**SUPPLIED RECORDS:**

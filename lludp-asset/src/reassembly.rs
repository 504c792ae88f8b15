//! Chunk reassembly
//!
//! Applies transfer chunks strictly in index order regardless of arrival
//! order. Out-of-order chunks are buffered and drained as soon as the gap in
//! front of them closes. Generic over the transfer key: Xfer streams use the
//! numeric xfer id, Transfer downloads and textures use a `Uuid`.

use crate::status::TransferStatus;
use bytes::Bytes;
use std::collections::{BTreeMap, HashMap};
use std::hash::Hash;
use tracing::trace;

/// A finished transfer, successful or not
#[derive(Debug, Clone)]
pub struct Completed<K> {
    pub key: K,
    /// Assembled payload; meaningful only when `success`
    pub data: Vec<u8>,
    pub status: TransferStatus,
    pub success: bool,
}

/// Outcome of feeding one chunk in
#[derive(Debug)]
pub enum Accepted<K> {
    /// Chunk applied in order (possibly draining buffered successors);
    /// carries the completion when this chunk ended the transfer
    Applied(Option<Completed<K>>),
    /// Chunk ahead of the expected index, held for later
    Buffered,
    /// Chunk index already applied; data discarded
    Duplicate,
    /// No active transfer under this key
    Inactive,
}

struct ActiveTransfer {
    /// Declared total size; `None` means the end is signalled by status only
    size: Option<usize>,
    data: Vec<u8>,
    /// Next chunk index expected in order
    next_index: u32,
    /// Out-of-order chunks keyed by index
    pending: BTreeMap<u32, (Bytes, TransferStatus)>,
}

/// In-order chunk reassembler for concurrent transfers.
///
/// Completion is reported exactly once per transfer: the `Completed` value
/// returned from [`accept`](Reassembler::accept) is the only completion
/// signal, and the transfer is gone from the active set once it is returned.
pub struct Reassembler<K> {
    active: HashMap<K, ActiveTransfer>,
}

impl<K: Eq + Hash + Copy> Reassembler<K> {
    pub fn new() -> Self {
        Reassembler {
            active: HashMap::new(),
        }
    }

    /// Open a transfer. Returns false when the key is already active.
    pub fn begin(&mut self, key: K, size: Option<usize>) -> bool {
        if self.active.contains_key(&key) {
            return false;
        }
        let capacity = size.unwrap_or(0).min(1 << 20);
        self.active.insert(
            key,
            ActiveTransfer {
                size,
                data: Vec::with_capacity(capacity),
                next_index: 0,
                pending: BTreeMap::new(),
            },
        );
        true
    }

    pub fn is_active(&self, key: K) -> bool {
        self.active.contains_key(&key)
    }

    /// Declare the size of a transfer opened without one. Xfer streams learn
    /// their size from the first chunk, after the transfer is already open.
    pub fn set_size(&mut self, key: K, size: usize) -> bool {
        match self.active.get_mut(&key) {
            Some(transfer) => {
                transfer.size = Some(size);
                true
            }
            None => false,
        }
    }

    /// Next chunk index an active transfer expects, which is also its first
    /// missing index
    pub fn next_index(&self, key: K) -> Option<u32> {
        self.active.get(&key).map(|t| t.next_index)
    }

    pub fn bytes_transferred(&self, key: K) -> Option<usize> {
        self.active.get(&key).map(|t| t.data.len())
    }

    /// Drop a transfer without completing it. Returns whether it existed.
    pub fn remove(&mut self, key: K) -> bool {
        self.active.remove(&key).is_some()
    }

    pub fn len(&self) -> usize {
        self.active.len()
    }

    pub fn is_empty(&self) -> bool {
        self.active.is_empty()
    }

    /// Feed one chunk in.
    ///
    /// An in-order chunk is applied and the buffer drained of any chunks now
    /// in order. A chunk ahead of the expected index is buffered; a chunk
    /// behind it is a duplicate and discarded. The transfer ends when an
    /// applied chunk carries a terminal status, or when the applied bytes
    /// reach the declared size (reported as `Done`). Chunk data running past
    /// the declared size is truncated at the boundary and ends the transfer
    /// as an `Error`.
    pub fn accept(
        &mut self,
        key: K,
        chunk_index: u32,
        payload: Bytes,
        status: TransferStatus,
    ) -> Accepted<K> {
        let Some(transfer) = self.active.get_mut(&key) else {
            return Accepted::Inactive;
        };

        if chunk_index < transfer.next_index {
            return Accepted::Duplicate;
        }
        if chunk_index > transfer.next_index {
            transfer.pending.insert(chunk_index, (payload, status));
            return Accepted::Buffered;
        }

        // In order: apply, then drain buffered successors
        let mut chunk = (payload, status);
        let terminal = loop {
            let (payload, status) = chunk;
            let ended = Self::apply(transfer, &payload, status);
            transfer.next_index += 1;

            if ended.is_some() {
                break ended;
            }
            match transfer.pending.remove(&transfer.next_index) {
                Some(next) => chunk = next,
                None => break None,
            }
        };

        let Some(final_status) = terminal else {
            return Accepted::Applied(None);
        };

        // Completed; buffered leftovers are discarded with it
        let Some(transfer) = self.active.remove(&key) else {
            return Accepted::Inactive;
        };
        trace!(
            bytes = transfer.data.len(),
            pending_discarded = transfer.pending.len(),
            "transfer completed"
        );
        Accepted::Applied(Some(Completed {
            key,
            success: final_status == TransferStatus::Done,
            data: transfer.data,
            status: final_status,
        }))
    }

    /// Append one chunk's data; returns the terminal status when this chunk
    /// ends the transfer.
    fn apply(
        transfer: &mut ActiveTransfer,
        payload: &[u8],
        status: TransferStatus,
    ) -> Option<TransferStatus> {
        if let Some(size) = transfer.size {
            let room = size - transfer.data.len();
            if payload.len() > room {
                transfer.data.extend_from_slice(&payload[..room]);
                return Some(TransferStatus::Error);
            }
        }
        transfer.data.extend_from_slice(payload);

        if status.is_terminal() {
            return Some(status);
        }
        match transfer.size {
            Some(size) if transfer.data.len() >= size => Some(TransferStatus::Done),
            _ => None,
        }
    }
}

impl<K: Eq + Hash + Copy> Default for Reassembler<K> {
    fn default() -> Self {
        Self::new()
    }
}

**DIRECTIONS FOR THIS TASK:**
Scan the listing above for the word "bool" and show each line where it is found.

**RESULT FOR THIS TASK:**
    pub success: bool,
    pub fn begin(&mut self, key: K, size: Option<usize>) -> bool {
    pub fn is_active(&self, key: K) -> bool {
    pub fn set_size(&mut self, key: K, size: usize) -> bool {
    pub fn remove(&mut self, key: K) -> bool {
    pub fn is_empty(&self) -> bool {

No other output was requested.